- _EXERCISE BRIEF_: Every line from the one that contains "the per-tick force" to the end of the records must be restated word for word. No other line belongs in the answer.

[Records from a data source]
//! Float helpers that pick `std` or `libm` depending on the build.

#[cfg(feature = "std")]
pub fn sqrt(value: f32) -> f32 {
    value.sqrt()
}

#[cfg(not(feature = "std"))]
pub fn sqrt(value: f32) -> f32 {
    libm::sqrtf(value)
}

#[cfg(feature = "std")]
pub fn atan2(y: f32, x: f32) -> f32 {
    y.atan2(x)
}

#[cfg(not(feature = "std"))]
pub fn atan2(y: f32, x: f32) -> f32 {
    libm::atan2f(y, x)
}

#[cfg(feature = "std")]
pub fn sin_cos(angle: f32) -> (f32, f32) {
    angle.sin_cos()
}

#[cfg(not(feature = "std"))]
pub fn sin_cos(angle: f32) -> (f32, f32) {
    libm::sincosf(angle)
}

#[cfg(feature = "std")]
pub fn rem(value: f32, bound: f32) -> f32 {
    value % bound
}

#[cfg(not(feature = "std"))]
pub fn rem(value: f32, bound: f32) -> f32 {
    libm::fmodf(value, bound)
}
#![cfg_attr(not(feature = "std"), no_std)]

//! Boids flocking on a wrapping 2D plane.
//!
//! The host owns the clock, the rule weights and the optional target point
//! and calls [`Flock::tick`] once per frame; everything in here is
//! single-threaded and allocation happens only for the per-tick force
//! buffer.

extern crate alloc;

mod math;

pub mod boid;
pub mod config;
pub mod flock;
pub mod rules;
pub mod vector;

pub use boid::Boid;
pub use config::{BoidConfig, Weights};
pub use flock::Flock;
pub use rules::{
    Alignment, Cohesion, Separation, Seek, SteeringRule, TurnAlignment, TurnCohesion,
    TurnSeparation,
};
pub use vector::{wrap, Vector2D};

- _REPLY_:
//! single-threaded and allocation happens only for the per-tick force
//! buffer.

extern crate alloc;

mod math;

pub mod boid;
pub mod config;
pub mod flock;
pub mod rules;
pub mod vector;

pub use boid::Boid;
pub use config::{BoidConfig, Weights};
pub use flock::Flock;
pub use rules::{
    Alignment, Cohesion, Separation, Seek, SteeringRule, TurnAlignment, TurnCohesion,
    TurnSeparation,
};
pub use vector::{wrap, Vector2D};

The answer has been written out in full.